** Opening LISTED RECORDS block **

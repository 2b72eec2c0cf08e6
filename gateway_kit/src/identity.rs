//! Credential extraction and identity resolution.

use std::collections::{BTreeSet, HashMap};

use axum::http::{header, HeaderMap};
use base64::engine::general_purpose::STANDARD;
use base64::Engine;

use crate::handler::BoxFuture;

#[derive(Debug, Clone, Copy, PartialEq, Eq, Hash)]
pub enum CredentialScheme {
    Basic,
    Bearer,
}

/// The resolved caller of a request.
#[derive(Debug, Clone, PartialEq, Eq)]
pub struct Identity {
    pub id: String,
    pub roles: BTreeSet<String>,
    pub scheme: CredentialScheme,
}

impl Identity {
    pub fn new(id: impl Into<String>, scheme: CredentialScheme) -> Self {
        Self {
            id: id.into(),
            roles: BTreeSet::new(),
            scheme,
        }
    }

    pub fn with_roles<I, S>(mut self, roles: I) -> Self
    where
        I: IntoIterator<Item = S>,
        S: Into<String>,
    {
        self.roles.extend(roles.into_iter().map(Into::into));
        self
    }
}

/// A credential as presented in the `Authorization` header.
#[derive(Debug, Clone, PartialEq, Eq)]
pub enum Credential {
    Bearer(String),
    Basic { login: String, password: String },
}

impl Credential {
    /// Parses an `Authorization` header value. Unknown schemes and undecodable
    /// Basic payloads yield `None`.
    pub fn parse(value: &str) -> Option<Self> {
        let (scheme, rest) = value.trim().split_once(' ')?;
        let rest = rest.trim();
        if rest.is_empty() {
            return None;
        }
        if scheme.eq_ignore_ascii_case("bearer") {
            return Some(Credential::Bearer(rest.to_string()));
        }
        if scheme.eq_ignore_ascii_case("basic") {
            let decoded = STANDARD.decode(rest).ok()?;
            let decoded = String::from_utf8(decoded).ok()?;
            let (login, password) = decoded.split_once(':')?;
            return Some(Credential::Basic {
                login: login.to_string(),
                password: password.to_string(),
            });
        }
        None
    }

    pub fn from_headers(headers: &HeaderMap) -> Option<Self> {
        headers
            .get(header::AUTHORIZATION)
            .and_then(|value| value.to_str().ok())
            .and_then(Self::parse)
    }

    pub fn scheme(&self) -> CredentialScheme {
        match self {
            Credential::Bearer(_) => CredentialScheme::Bearer,
            Credential::Basic { .. } => CredentialScheme::Basic,
        }
    }
}

/// Login/password pair guarding a resource.
#[derive(Clone, Default, PartialEq, Eq)]
pub struct BasicCredentials {
    pub login: String,
    pub password: String,
}

impl BasicCredentials {
    pub fn new(login: impl Into<String>, password: impl Into<String>) -> Self {
        Self {
            login: login.into(),
            password: password.into(),
        }
    }

    /// Both the configured and the presented pair must be non-empty.
    pub fn matches(&self, credential: Option<&Credential>) -> bool {
        match credential {
            Some(Credential::Basic { login, password }) => {
                !login.is_empty()
                    && !password.is_empty()
                    && *login == self.login
                    && *password == self.password
            }
            _ => false,
        }
    }
}

impl std::fmt::Debug for BasicCredentials {
    fn fmt(&self, f: &mut std::fmt::Formatter<'_>) -> std::fmt::Result {
        f.debug_struct("BasicCredentials")
            .field("login", &self.login)
            .field("password", &"<redacted>")
            .finish()
    }
}

/// Turns a presented credential into an identity.
pub trait IdentityResolver: Send + Sync {
    fn resolve<'a>(&'a self, credential: &'a Credential) -> BoxFuture<'a, Option<Identity>>;
}

/// Resolver backed by a fixed set of bearer tokens and basic users.
#[derive(Default, Clone)]
pub struct StaticIdentityResolver {
    tokens: HashMap<String, Identity>,
    users: HashMap<String, (String, Identity)>,
}

impl StaticIdentityResolver {
    pub fn new() -> Self {
        Self::default()
    }

    pub fn with_token(mut self, token: impl Into<String>, identity: Identity) -> Self {
        self.tokens.insert(token.into(), identity);
        self
    }

    pub fn with_user(
        mut self,
        login: impl Into<String>,
        password: impl Into<String>,
        identity: Identity,
    ) -> Self {
        self.users.insert(login.into(), (password.into(), identity));
        self
    }

    fn lookup(&self, credential: &Credential) -> Option<Identity> {
        match credential {
            Credential::Bearer(token) => self.tokens.get(token).cloned(),
            Credential::Basic { login, password } => self
                .users
                .get(login)
                .filter(|(expected, _)| expected == password)
                .map(|(_, identity)| identity.clone()),
        }
    }
}

impl IdentityResolver for StaticIdentityResolver {
    fn resolve<'a>(&'a self, credential: &'a Credential) -> BoxFuture<'a, Option<Identity>> {
        Box::pin(async move { self.lookup(credential) })
    }
}

#[cfg(test)]
mod tests {
    use super::*;

    fn basic_header(pair: &str) -> String {
        format!("Basic {}", STANDARD.encode(pair))
    }

    #[test]
    fn parses_bearer_and_basic_headers() {
        assert_eq!(
            Credential::parse("Bearer abc.def"),
            Some(Credential::Bearer("abc.def".into()))
        );
        assert_eq!(
            Credential::parse(&basic_header("admin:s3:cret")),
            Some(Credential::Basic {
                login: "admin".into(),
                password: "s3:cret".into()
            })
        );
        assert_eq!(Credential::parse("Digest xyz"), None);
        assert_eq!(Credential::parse("Basic !!!"), None);
        assert_eq!(Credential::parse("Bearer "), None);
    }

    #[test]
    fn basic_guard_rejects_empty_configuration() {
        let guard = BasicCredentials::default();
        let presented = Credential::Basic {
            login: String::new(),
            password: String::new(),
        };
        assert!(!guard.matches(Some(&presented)));
        assert!(!guard.matches(None));

        let guard = BasicCredentials::new("docs", "pw");
        assert!(guard.matches(Credential::parse(&basic_header("docs:pw")).as_ref()));
        assert!(!guard.matches(Credential::parse(&basic_header("docs:nope")).as_ref()));
        assert!(!guard.matches(Some(&Credential::Bearer("pw".into()))));
    }

    #[tokio::test]
    async fn static_resolver_resolves_tokens_and_users() {
        let resolver = StaticIdentityResolver::new()
            .with_token("t-1", Identity::new("svc", CredentialScheme::Bearer))
            .with_user("ann", "pw", Identity::new("ann", CredentialScheme::Basic));

        let by_token = resolver.resolve(&Credential::Bearer("t-1".into())).await;
        assert_eq!(by_token.map(|i| i.id), Some("svc".to_string()));

        let wrong = Credential::Basic {
            login: "ann".into(),
            password: "nope".into(),
        };
        assert!(resolver.resolve(&wrong).await.is_none());
    }
}
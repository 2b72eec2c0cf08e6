//! # Gateway Kit - OpenAPI aggregation and authorization for service gateways
//!
//! `gateway_kit` sits between independently registered services and an HTTP
//! gateway built on `axum`.
//!
//! ## Core Features:
//!
//! - **`SchemaAggregator`**: collects the documentation fragments declared by
//!   every service and action in a [`ServiceRegistry`](registry::ServiceRegistry)
//!   and merges them into two OpenAPI documents, a public (bearer-only) one and
//!   a privileged one. Documents are cached until the registry topology changes.
//!
//! - **`authorize`**: the per-request allow/deny decision over an action's
//!   declared [`ActionAuthPolicy`](auth::ActionAuthPolicy) and the resolved
//!   caller [`Identity`](identity::Identity).
//!
//! - **`ActionRoutes`** and **`docs_router`**: the HTTP boundary, mounting
//!   published actions (remounted whenever the registry changes) and serving `/openapi.json` and `/openapi-private.json`.
//!

pub mod aggregator;
pub mod auth;
pub mod bootstrap;
pub mod config;
pub mod docs_router;
pub mod error;
pub mod fragment;
pub mod handler;
pub mod identity;
pub mod merge;
pub mod openapi_utils;
pub mod params;
pub mod registry;
pub mod rest_router_builder;
pub mod trigger;

pub use aggregator::{Audience, SchemaAggregator, SchemaSnapshot};
pub use auth::{authorize, ActionAuthPolicy, AuthDecision};
pub use error::{Error, Result};
pub use fragment::{ActionFragment, DocFragment, SecurityRequirement, ServiceFragment};
pub use handler::{action_handler, ActionContext, ActionHandler};
pub use identity::{Credential, Identity};
pub use rest_router_builder::ActionRoutes;
pub use registry::{ActionDescriptor, LocalRegistry, ServiceDefinition, ServiceDescriptor, ServiceRegistry};

// Re-exported so services can build fragments without a direct dependency.
pub use utoipa;
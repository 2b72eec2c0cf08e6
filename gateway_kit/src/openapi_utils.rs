use utoipa::openapi::schema::{ObjectBuilder, Type};
use utoipa::openapi::security::{HttpAuthScheme, HttpBuilder, SecurityScheme};
use utoipa::openapi::external_docs::ExternalDocsBuilder;
use utoipa::openapi::{
    self, ComponentsBuilder, ContactBuilder, ContentBuilder, Ref, RefOr,
    ResponseBuilder, Schema, ServerBuilder,
};

use crate::fragment::{BASIC_AUTH, BEARER_AUTH};

/// Fixed part of every generated document.
#[derive(Debug, Clone, PartialEq, Eq)]
pub struct BaseTemplate {
    pub title: String,
    pub version: String,
    pub description: String,
    /// `(url, description)` pairs.
    pub servers: Vec<(String, String)>,
    pub contact_email: Option<String>,
    pub terms_of_service: Option<String>,
    pub external_docs: Option<String>,
}

impl Default for BaseTemplate {
    fn default() -> Self {
        Self {
            title: "API Documentation".to_string(),
            version: env!("CARGO_PKG_VERSION").to_string(),
            description: String::new(),
            servers: vec![("/api".to_string(), "Local Server".to_string())],
            contact_email: None,
            terms_of_service: None,
            external_docs: None,
        }
    }
}

fn string_schema() -> RefOr<Schema> {
    RefOr::T(Schema::Object(ObjectBuilder::new().schema_type(Type::String).build()))
}

/// Builds the base document: metadata, servers, security schemes and the
/// shared error schema and responses.
pub fn build_base_document(template: &BaseTemplate) -> openapi::OpenApi {
    let mut info = openapi::InfoBuilder::new()
        .title(template.title.as_str())
        .version(template.version.as_str())
        .description(Some(template.description.as_str()))
        .terms_of_service(template.terms_of_service.as_deref());
    if let Some(email) = &template.contact_email {
        info = info.contact(Some(ContactBuilder::new().email(Some(email.as_str())).build()));
    }

    let error_schema = ObjectBuilder::new()
        .schema_type(Type::Object)
        .required("message")
        .property("status", string_schema())
        .property("message", string_schema())
        .description(Some("This general error structure is used throughout this API."))
        .build();

    let components = ComponentsBuilder::new()
        .schema("Error", RefOr::T(Schema::Object(error_schema)))
        .response(
            "UnauthorizedErrorToken",
            ResponseBuilder::new()
                .description("Access token is missing or invalid, request new one")
                .build(),
        )
        .response(
            "UnauthorizedErrorBasic",
            ResponseBuilder::new()
                .description("Authentication information is missing or invalid")
                .build(),
        )
        .response("404", ResponseBuilder::new().description("Entity not found.").build())
        .response(
            "500",
            ResponseBuilder::new()
                .description("Internal Error.")
                .content(
                    "application/json",
                    ContentBuilder::new()
                        .schema(Some(RefOr::Ref(Ref::from_schema_name("Error"))))
                        .build(),
                )
                .build(),
        )
        .security_scheme(
            BEARER_AUTH,
            SecurityScheme::Http(
                HttpBuilder::new()
                    .scheme(HttpAuthScheme::Bearer)
                    .bearer_format("JWT")
                    .build(),
            ),
        )
        .security_scheme(
            BASIC_AUTH,
            SecurityScheme::Http(HttpBuilder::new().scheme(HttpAuthScheme::Basic).build()),
        )
        .build();

    let servers: Vec<_> = template
        .servers
        .iter()
        .map(|(url, description)| {
            ServerBuilder::new()
                .url(url.as_str())
                .description(Some(description.as_str()))
                .build()
        })
        .collect();

    let mut doc = openapi::OpenApiBuilder::new()
        .info(info.build())
        .servers((!servers.is_empty()).then_some(servers))
        .components(Some(components))
        .paths(openapi::Paths::new())
        .build();

    if let Some(url) = &template.external_docs {
        doc.external_docs = Some(
            ExternalDocsBuilder::new()
                .url(url.as_str())
                .description(Some("Find more info here"))
                .build(),
        );
    }
    doc
}

#[cfg(test)]
mod tests {
    use super::*;

    #[test]
    fn base_document_declares_schemes_and_shared_errors() {
        let template = BaseTemplate {
            title: "PRODUCTS API Documentation".into(),
            external_docs: Some("https://docs.example.com".into()),
            ..Default::default()
        };
        let json = serde_json::to_value(build_base_document(&template)).unwrap();

        assert_eq!(json["info"]["title"], "PRODUCTS API Documentation");
        assert_eq!(json["servers"][0]["url"], "/api");
        let schemes = &json["components"]["securitySchemes"];
        assert_eq!(schemes["bearerAuth"]["scheme"], "bearer");
        assert_eq!(schemes["bearerAuth"]["bearerFormat"], "JWT");
        assert_eq!(schemes["basicAuth"]["scheme"], "basic");
        assert_eq!(json["components"]["schemas"]["Error"]["required"][0], "message");
        assert_eq!(
            json["components"]["responses"]["500"]["content"]["application/json"]["schema"]["$ref"],
            "#/components/schemas/Error"
        );
        assert_eq!(json["externalDocs"]["url"], "https://docs.example.com");
        assert_eq!(json["paths"], serde_json::json!({}));
    }
}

** Closing LISTED RECORDS block **

**PROBLEM DESCRIPTION**
Scan the entries above for the string "filename" and copy each line that contains it.

**RESULT FOR THIS EXERCISE**
filename gateway_kit/src/identity.rs
filename gateway_kit/src/openapi_utils.rs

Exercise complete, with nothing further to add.